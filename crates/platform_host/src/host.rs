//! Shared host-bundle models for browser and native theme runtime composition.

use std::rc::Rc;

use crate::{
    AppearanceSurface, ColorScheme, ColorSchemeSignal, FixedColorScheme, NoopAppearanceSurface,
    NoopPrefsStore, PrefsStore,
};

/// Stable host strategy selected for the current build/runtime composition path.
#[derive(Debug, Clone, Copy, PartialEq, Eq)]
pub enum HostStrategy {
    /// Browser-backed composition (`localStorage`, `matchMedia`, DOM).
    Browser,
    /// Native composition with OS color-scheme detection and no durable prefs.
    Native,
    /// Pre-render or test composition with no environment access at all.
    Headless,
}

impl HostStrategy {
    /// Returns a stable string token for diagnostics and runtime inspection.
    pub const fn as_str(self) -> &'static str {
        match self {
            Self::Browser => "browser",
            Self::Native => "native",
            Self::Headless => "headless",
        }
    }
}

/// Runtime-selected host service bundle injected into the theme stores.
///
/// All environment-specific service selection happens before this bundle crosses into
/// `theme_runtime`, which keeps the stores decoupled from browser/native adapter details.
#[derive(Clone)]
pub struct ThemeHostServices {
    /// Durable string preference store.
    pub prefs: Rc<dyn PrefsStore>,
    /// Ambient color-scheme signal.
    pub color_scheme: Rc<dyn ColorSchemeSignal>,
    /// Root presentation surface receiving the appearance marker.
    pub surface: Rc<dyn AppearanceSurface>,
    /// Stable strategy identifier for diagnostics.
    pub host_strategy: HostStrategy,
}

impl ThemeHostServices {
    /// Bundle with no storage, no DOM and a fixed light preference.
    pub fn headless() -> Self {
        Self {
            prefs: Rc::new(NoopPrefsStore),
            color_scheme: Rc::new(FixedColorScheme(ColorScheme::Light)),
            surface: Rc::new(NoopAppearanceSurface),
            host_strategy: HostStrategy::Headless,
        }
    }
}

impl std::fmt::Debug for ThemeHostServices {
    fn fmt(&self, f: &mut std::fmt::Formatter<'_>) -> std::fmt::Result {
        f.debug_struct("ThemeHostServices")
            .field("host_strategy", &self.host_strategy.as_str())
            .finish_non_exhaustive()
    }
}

# Exercise directions
Copy each line above containing the string "preference".

# Written response
    /// Durable string preference store.
    /// Bundle with no storage, no DOM and a fixed light preference.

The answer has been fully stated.